Rhian: And, to be wanky, in terms of socio-political context: both MacColl and the Pogues were outspokenly left-wing. In 1987 Thatcher had just been reelected, the mass civil unrest, strikes and riots of the early 1980s had simmered down despite increasing wealth disparity and ostentatious display by those at the top of the pile, both here and in the US under Reagan. In the UK this is the era of Enfield as Loadsamoney, in New York of American Psycho and Wall Street (the latter film released the same year as this song). MacColl’s opening lines (‘They got cars big as bars, they got rivers of gold / But the wind blows right through you…’) concisely and incisively sums up the period’s glaring inconsistencies, setting the scene without allowing it to colour the rest of the song – except inasmuch as the protagonists seem likely to be nearer the bottom of the heap than the top, relying on each other with little material resources to fall back on.

You Promised Me Broadway

Miranda: So what about all these covers? Do any of them cut the mustard, or do anything that makes them worth a listen? The Ronan Keating/Maire Brennan one, I just … WHYYYY. Bowdlerised out of all hell.

Rhian: It’s been covered into cliche, and yet I can’t think of any that did anything memorable with it, or did anything other than diminish the power and energy of the original, especially with the bowing to bowdlerisation in a version like the Ronan one. It’s hard to see how it could be covered in a way that did anything other than replicate it.

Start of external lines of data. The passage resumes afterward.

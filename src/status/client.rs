use log::debug;
use reqwest::Client;
use url::Url;

use crate::error::{FlowmapError, Result};
use crate::model::Snapshot;

use super::SnapshotSource;

/// HTTP client for the `flowdata` endpoint of a flow status service.
pub struct StatusClient {
    client: Client,
    endpoint: Url,
}

impl StatusClient {
    /// Creates a client polling `<root>/flowdata/<server>/<flow>`.
    ///
    /// # Errors
    ///
    /// Returns an error if the HTTP client cannot be built or `root` is not a valid
    /// base URL.
    pub fn new(root: &str, server: &str, flow: &str) -> Result<Self> {
        let client = Client::builder()
            .user_agent(concat!("flowmap/", env!("CARGO_PKG_VERSION")))
            .build()
            .map_err(|e| FlowmapError::Config(format!("Failed to create HTTP client: {e}")))?;

        let endpoint = flowdata_url(root, server, flow)?;

        Ok(Self { client, endpoint })
    }

    pub fn endpoint(&self) -> &Url {
        &self.endpoint
    }
}

/// Strips surrounding whitespace and trailing slashes so `root` joins cleanly.
fn normalize_root(root: &str) -> String {
    format!("{}/", root.trim().trim_end_matches('/'))
}

fn flowdata_url(root: &str, server: &str, flow: &str) -> Result<Url> {
    let mut url = Url::parse(&normalize_root(root))
        .map_err(|e| FlowmapError::Config(format!("Invalid status URL: {e}")))?;

    url.path_segments_mut()
        .map_err(|()| FlowmapError::Config(format!("Status URL cannot be a base: {root}")))?
        .pop_if_empty()
        .extend(["flowdata", server, flow]);

    Ok(url)
}

impl SnapshotSource for StatusClient {
    async fn fetch(&self) -> Result<Snapshot> {
        debug!("GET {}", self.endpoint);

        let response = self.client.get(self.endpoint.clone()).send().await?;

        let status = response.status();
        if !status.is_success() {
            let message = response
                .text()
                .await
                .unwrap_or_else(|_| "Unable to read error response".to_string());
            return Err(FlowmapError::Api {
                status: status.as_u16(),
                message,
            });
        }

        let snapshot: Snapshot = response.json().await?;
        debug!("Fetched {} jobs", snapshot.len());
        Ok(snapshot)
    }
}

Miranda: That whole Ronan recording is like some terrible Irish tourist board pantomime. The only thing worse would be Michael Flatley doing an interpretive dance version. She leaves “arse” in, and I thought it’d be like hearing the queen fart or something, but somehow it’s disappointing. She sounds like she’s still singing about the wild green mystical castle of Ireland and wee-diddly-dee in that totally Clannady way all the same.

Rhian:The number and variety of covers (including Florence Welch and Billy Bragg, wtf?) says something for the original’s quality and ‘classic’ status, but yeah, little else I can get out of it other than varying degrees of squeamishness over the language. It’s become a very safe standard though repeated covering, I think, especially with the lyrical sting drawn. I’ve just run across Dustin Kensrue’s version, which is entirely sung from the perspective of Macgowan’s character, with rewritten second and third verses, and in my opinion loses a lot for it:

Miranda:Gosh, it does, doesn’t it? Actually, this IS, this BECOMES the archetypal Lonely Drunk Folk Song I was talking about, doesn’t it? If you write Kirsty out like that, and reduce her lines to quotes (“You said so could anyone”) … she goes back in her box, really, doesn’t she. Turns back into a ghost woman, a memory of Archetypal Irish Drunk Regretful Bloke’s past. She becomes the stereotype again.That’s really interesting, because it highlights how important she is in terms of the song’s power, though. So Dustin is to be thanked for that, at least.

So, next time you hear this in the shopping centre, I don’t know, think about some of that stuff, instead of “oh God, this is overplayed”. And don’t overdo it. No BadRep reader needs to end up in the drunk tank this week, okay? Be good.